## What is needed
Within the entries below, find the portion that opens with the line containing "value.starts_with(alnum)" and closes with the line containing "Set the summary". Retype that portion exactly and only.
____ Dataset records
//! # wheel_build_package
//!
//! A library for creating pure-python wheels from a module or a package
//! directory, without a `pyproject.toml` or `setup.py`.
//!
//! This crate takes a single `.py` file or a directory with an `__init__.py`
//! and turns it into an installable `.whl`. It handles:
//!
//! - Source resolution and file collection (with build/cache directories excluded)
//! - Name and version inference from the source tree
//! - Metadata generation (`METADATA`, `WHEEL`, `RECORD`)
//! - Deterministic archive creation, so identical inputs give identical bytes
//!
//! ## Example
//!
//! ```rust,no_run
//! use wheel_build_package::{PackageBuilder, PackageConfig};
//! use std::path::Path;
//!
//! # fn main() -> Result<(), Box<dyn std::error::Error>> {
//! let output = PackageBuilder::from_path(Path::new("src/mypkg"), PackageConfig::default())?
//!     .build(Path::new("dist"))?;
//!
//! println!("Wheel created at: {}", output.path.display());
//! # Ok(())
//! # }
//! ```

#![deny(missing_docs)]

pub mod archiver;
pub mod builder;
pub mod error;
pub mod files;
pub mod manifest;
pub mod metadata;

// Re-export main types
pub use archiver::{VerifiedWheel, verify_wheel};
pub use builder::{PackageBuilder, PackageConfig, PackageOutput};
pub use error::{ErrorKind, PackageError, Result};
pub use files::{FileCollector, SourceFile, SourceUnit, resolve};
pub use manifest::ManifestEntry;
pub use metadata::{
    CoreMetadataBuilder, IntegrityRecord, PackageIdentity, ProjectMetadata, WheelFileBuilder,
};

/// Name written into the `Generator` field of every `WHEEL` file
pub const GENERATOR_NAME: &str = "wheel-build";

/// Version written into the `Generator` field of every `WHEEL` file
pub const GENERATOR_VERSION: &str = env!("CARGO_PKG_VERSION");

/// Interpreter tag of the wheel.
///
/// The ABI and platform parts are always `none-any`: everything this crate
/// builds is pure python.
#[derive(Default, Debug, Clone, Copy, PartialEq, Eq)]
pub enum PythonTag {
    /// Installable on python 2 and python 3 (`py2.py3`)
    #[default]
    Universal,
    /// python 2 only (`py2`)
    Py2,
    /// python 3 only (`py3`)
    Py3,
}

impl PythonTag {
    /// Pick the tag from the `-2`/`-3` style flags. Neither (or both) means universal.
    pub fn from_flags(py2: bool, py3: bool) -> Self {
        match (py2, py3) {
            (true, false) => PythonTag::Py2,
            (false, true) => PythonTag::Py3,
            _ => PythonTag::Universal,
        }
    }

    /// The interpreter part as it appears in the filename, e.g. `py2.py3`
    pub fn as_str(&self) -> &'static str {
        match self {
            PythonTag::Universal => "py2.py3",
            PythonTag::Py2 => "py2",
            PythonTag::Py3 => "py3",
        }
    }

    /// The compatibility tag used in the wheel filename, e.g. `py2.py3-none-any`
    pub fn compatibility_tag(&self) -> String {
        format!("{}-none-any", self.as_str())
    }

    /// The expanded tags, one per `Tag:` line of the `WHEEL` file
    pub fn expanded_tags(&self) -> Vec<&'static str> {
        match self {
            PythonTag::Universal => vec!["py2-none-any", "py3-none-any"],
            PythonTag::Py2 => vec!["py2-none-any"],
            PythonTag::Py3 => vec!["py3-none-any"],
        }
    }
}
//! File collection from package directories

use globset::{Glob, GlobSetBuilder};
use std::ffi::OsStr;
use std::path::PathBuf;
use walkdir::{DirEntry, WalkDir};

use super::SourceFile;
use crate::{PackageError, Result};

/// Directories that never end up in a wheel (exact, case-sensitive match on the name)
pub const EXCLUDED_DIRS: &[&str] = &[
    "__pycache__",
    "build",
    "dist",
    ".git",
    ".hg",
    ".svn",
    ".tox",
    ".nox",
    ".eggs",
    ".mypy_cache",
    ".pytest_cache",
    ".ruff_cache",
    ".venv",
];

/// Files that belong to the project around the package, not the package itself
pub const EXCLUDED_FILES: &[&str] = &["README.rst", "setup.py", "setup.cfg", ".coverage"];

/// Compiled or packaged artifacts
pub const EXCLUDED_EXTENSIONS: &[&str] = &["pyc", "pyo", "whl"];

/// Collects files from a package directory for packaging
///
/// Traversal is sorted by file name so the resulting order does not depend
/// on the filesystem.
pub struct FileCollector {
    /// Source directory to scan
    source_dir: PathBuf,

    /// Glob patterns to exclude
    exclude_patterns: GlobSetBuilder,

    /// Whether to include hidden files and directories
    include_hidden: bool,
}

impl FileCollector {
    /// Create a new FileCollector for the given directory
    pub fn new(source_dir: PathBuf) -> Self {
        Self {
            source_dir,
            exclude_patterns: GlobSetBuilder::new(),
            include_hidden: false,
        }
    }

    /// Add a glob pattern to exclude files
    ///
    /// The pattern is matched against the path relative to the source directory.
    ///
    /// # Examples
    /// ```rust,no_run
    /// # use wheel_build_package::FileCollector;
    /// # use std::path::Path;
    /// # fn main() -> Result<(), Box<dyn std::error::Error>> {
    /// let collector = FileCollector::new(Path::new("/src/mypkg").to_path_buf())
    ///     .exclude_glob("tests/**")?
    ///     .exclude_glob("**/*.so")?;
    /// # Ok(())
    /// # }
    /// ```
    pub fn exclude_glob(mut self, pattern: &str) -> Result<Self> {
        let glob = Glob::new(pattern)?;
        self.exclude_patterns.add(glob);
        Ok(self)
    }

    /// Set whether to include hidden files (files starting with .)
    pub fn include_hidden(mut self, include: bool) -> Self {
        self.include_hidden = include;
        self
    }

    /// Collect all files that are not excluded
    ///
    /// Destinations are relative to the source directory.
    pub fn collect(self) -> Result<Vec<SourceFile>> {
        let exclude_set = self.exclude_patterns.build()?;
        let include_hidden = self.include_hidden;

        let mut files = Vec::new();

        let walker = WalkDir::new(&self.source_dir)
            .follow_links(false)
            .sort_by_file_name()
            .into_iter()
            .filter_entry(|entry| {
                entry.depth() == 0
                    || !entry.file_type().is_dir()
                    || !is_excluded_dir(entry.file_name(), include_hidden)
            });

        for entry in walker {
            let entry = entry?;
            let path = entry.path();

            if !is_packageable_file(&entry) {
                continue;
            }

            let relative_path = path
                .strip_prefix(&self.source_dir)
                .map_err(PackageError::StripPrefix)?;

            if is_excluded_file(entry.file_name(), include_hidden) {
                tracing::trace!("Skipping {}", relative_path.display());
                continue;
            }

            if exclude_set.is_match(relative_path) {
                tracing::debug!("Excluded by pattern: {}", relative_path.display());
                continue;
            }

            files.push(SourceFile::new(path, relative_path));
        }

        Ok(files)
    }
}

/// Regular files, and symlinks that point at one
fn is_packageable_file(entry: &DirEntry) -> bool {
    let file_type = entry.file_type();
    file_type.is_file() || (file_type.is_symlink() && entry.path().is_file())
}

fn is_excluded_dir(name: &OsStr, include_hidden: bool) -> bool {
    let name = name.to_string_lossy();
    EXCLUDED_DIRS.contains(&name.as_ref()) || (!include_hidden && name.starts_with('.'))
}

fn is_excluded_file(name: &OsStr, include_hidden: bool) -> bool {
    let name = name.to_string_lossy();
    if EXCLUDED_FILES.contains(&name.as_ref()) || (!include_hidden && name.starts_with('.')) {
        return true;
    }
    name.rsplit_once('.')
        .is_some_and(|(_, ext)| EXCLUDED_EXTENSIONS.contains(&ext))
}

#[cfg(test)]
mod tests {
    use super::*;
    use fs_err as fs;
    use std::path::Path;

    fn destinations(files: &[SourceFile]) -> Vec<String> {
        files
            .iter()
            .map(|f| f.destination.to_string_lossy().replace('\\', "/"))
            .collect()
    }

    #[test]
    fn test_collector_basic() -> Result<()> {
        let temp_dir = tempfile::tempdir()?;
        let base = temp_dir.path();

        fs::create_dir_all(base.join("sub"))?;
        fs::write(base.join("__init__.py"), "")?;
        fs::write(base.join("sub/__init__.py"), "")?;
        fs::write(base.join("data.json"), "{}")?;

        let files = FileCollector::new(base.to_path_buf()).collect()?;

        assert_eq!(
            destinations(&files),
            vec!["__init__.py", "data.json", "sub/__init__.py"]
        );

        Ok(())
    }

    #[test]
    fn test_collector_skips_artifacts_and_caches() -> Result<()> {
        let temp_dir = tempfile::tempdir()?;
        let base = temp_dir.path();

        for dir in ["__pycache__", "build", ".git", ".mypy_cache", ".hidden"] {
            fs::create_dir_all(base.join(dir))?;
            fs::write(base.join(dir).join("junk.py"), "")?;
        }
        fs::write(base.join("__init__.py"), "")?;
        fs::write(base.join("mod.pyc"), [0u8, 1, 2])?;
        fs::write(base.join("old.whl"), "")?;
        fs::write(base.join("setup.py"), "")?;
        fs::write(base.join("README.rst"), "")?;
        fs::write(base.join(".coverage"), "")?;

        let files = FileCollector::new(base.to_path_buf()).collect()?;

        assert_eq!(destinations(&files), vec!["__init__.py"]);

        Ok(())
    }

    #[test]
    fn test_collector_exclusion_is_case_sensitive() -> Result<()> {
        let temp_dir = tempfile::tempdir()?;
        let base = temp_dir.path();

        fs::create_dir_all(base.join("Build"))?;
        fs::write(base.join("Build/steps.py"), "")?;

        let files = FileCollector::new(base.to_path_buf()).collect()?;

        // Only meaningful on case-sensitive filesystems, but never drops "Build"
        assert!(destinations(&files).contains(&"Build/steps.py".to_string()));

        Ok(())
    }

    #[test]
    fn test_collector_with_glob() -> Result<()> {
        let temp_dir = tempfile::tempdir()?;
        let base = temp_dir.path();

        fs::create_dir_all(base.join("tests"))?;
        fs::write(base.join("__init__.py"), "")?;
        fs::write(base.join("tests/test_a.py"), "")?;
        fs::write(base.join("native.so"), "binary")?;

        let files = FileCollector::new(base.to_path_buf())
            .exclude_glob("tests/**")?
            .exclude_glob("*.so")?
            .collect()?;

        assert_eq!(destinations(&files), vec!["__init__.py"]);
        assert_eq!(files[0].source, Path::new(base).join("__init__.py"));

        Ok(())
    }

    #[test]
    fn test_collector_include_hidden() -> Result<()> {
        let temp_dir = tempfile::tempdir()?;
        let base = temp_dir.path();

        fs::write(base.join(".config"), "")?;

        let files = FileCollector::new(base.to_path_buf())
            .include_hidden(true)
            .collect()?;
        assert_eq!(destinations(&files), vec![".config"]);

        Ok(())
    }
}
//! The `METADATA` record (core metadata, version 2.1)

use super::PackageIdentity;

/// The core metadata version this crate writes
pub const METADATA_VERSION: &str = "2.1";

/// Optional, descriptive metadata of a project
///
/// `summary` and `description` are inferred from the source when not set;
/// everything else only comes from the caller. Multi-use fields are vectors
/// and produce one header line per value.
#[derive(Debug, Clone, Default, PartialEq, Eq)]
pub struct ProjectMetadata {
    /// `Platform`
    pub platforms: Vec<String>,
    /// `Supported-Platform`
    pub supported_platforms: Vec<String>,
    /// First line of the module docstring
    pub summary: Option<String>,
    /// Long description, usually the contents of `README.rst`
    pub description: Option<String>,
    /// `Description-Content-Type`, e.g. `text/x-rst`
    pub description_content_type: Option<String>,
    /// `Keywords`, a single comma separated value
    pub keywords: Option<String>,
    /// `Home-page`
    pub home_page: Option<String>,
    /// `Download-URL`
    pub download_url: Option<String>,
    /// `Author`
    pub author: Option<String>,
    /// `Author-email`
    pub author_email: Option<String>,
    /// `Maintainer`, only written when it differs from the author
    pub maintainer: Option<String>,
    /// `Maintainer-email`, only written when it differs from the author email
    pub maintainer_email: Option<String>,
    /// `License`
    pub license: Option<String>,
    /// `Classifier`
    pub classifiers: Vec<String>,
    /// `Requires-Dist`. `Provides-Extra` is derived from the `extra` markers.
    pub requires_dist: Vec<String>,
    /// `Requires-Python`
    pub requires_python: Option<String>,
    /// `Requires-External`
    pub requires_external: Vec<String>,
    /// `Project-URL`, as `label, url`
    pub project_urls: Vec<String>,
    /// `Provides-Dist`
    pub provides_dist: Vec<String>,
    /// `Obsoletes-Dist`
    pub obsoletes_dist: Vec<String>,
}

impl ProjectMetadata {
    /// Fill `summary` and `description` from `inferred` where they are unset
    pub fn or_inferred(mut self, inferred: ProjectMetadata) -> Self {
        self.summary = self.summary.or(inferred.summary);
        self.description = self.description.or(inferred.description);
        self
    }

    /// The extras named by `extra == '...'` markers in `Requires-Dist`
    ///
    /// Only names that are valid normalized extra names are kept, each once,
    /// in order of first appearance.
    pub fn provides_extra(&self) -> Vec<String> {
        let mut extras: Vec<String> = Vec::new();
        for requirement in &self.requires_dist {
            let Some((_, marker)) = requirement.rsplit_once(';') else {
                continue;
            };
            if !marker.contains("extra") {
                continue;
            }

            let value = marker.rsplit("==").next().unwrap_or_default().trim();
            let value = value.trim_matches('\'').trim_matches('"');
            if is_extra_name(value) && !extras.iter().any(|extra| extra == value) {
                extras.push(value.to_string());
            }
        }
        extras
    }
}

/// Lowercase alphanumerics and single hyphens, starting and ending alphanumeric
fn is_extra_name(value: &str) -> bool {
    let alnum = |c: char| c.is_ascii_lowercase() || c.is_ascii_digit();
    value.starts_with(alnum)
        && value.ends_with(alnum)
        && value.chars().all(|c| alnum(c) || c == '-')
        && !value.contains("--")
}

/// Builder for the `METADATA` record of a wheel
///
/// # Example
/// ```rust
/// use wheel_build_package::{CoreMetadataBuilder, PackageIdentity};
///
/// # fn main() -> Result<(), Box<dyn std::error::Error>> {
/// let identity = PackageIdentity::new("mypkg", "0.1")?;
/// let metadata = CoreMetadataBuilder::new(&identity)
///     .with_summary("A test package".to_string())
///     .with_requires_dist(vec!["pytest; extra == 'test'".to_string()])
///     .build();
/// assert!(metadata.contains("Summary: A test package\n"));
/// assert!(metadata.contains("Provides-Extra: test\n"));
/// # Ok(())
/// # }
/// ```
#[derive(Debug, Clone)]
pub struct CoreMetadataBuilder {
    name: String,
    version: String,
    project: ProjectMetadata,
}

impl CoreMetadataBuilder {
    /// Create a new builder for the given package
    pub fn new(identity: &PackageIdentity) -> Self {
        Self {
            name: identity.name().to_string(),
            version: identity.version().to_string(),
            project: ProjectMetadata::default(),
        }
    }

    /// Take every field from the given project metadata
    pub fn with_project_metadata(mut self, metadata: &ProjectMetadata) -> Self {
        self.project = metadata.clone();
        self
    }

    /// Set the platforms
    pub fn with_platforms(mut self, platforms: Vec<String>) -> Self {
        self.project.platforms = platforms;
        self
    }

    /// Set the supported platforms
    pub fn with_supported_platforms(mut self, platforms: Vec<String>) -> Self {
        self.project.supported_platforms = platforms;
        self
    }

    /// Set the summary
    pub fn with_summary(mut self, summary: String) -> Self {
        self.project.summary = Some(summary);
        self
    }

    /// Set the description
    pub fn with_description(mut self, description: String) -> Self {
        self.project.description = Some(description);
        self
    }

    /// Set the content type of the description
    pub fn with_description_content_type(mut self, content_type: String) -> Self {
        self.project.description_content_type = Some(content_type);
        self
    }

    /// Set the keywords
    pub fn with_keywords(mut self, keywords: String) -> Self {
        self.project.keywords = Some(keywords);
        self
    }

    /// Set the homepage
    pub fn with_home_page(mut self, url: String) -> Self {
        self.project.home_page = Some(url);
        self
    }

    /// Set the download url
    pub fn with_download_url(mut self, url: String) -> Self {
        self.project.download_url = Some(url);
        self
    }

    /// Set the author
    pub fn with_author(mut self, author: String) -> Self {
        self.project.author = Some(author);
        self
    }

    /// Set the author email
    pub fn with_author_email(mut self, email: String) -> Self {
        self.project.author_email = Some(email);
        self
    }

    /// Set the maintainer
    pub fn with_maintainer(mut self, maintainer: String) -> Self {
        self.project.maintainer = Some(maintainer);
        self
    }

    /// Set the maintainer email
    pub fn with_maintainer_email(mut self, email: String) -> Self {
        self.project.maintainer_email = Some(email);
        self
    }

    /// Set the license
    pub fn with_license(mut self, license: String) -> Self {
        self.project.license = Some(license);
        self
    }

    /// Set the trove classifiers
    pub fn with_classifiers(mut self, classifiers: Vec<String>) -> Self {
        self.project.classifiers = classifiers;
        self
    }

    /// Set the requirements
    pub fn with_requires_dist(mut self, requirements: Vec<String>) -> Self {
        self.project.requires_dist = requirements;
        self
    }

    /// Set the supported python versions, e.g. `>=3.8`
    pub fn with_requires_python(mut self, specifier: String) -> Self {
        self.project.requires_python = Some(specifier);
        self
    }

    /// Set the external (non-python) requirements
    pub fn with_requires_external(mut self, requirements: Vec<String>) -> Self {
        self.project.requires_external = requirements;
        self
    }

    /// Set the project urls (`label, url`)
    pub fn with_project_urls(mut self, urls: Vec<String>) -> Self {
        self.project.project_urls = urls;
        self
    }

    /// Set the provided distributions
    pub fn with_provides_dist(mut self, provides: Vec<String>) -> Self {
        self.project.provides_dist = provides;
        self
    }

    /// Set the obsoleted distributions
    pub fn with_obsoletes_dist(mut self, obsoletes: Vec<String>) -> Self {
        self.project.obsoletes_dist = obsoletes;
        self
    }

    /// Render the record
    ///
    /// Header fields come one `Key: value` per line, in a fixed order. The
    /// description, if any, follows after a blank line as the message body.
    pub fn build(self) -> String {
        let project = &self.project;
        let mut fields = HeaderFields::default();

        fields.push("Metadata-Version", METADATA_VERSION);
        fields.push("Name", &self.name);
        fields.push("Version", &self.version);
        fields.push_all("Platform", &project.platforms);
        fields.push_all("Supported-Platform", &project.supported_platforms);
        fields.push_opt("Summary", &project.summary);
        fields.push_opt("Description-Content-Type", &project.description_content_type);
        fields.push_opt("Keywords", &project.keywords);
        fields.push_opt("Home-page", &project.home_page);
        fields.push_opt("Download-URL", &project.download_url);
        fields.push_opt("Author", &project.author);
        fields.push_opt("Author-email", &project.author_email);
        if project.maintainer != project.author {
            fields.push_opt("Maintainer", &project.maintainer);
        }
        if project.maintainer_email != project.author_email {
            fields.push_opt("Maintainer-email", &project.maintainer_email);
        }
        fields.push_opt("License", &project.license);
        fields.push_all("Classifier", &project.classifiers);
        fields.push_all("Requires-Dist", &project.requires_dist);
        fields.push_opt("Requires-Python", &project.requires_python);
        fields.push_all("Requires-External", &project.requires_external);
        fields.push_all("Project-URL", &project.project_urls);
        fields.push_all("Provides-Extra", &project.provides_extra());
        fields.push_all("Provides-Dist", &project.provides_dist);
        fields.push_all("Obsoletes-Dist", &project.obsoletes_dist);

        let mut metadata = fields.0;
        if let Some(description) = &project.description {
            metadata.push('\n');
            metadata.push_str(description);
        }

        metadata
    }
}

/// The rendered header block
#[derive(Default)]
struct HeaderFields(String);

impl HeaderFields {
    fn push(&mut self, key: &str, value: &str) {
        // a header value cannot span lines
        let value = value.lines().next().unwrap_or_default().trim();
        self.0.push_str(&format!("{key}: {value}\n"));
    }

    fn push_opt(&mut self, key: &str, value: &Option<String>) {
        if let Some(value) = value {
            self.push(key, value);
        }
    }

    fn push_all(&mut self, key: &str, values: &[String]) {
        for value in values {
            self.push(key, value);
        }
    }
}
________
## Solution to this exercise
    value.starts_with(alnum)
        && value.ends_with(alnum)
        && value.chars().all(|c| alnum(c) || c == '-')
        && !value.contains("--")
}

/// Builder for the `METADATA` record of a wheel
///
/// # Example
/// ```rust
/// use wheel_build_package::{CoreMetadataBuilder, PackageIdentity};
///
/// # fn main() -> Result<(), Box<dyn std::error::Error>> {
/// let identity = PackageIdentity::new("mypkg", "0.1")?;
/// let metadata = CoreMetadataBuilder::new(&identity)
///     .with_summary("A test package".to_string())
///     .with_requires_dist(vec!["pytest; extra == 'test'".to_string()])
///     .build();
/// assert!(metadata.contains("Summary: A test package\n"));
/// assert!(metadata.contains("Provides-Extra: test\n"));
/// # Ok(())
/// # }
/// ```
#[derive(Debug, Clone)]
pub struct CoreMetadataBuilder {
    name: String,
    version: String,
    project: ProjectMetadata,
}

impl CoreMetadataBuilder {
    /// Create a new builder for the given package
    pub fn new(identity: &PackageIdentity) -> Self {
        Self {
            name: identity.name().to_string(),
            version: identity.version().to_string(),
            project: ProjectMetadata::default(),
        }
    }

    /// Take every field from the given project metadata
    pub fn with_project_metadata(mut self, metadata: &ProjectMetadata) -> Self {
        self.project = metadata.clone();
        self
    }

    /// Set the platforms
    pub fn with_platforms(mut self, platforms: Vec<String>) -> Self {
        self.project.platforms = platforms;
        self
    }

    /// Set the supported platforms
    pub fn with_supported_platforms(mut self, platforms: Vec<String>) -> Self {
        self.project.supported_platforms = platforms;
        self
    }

    /// Set the summary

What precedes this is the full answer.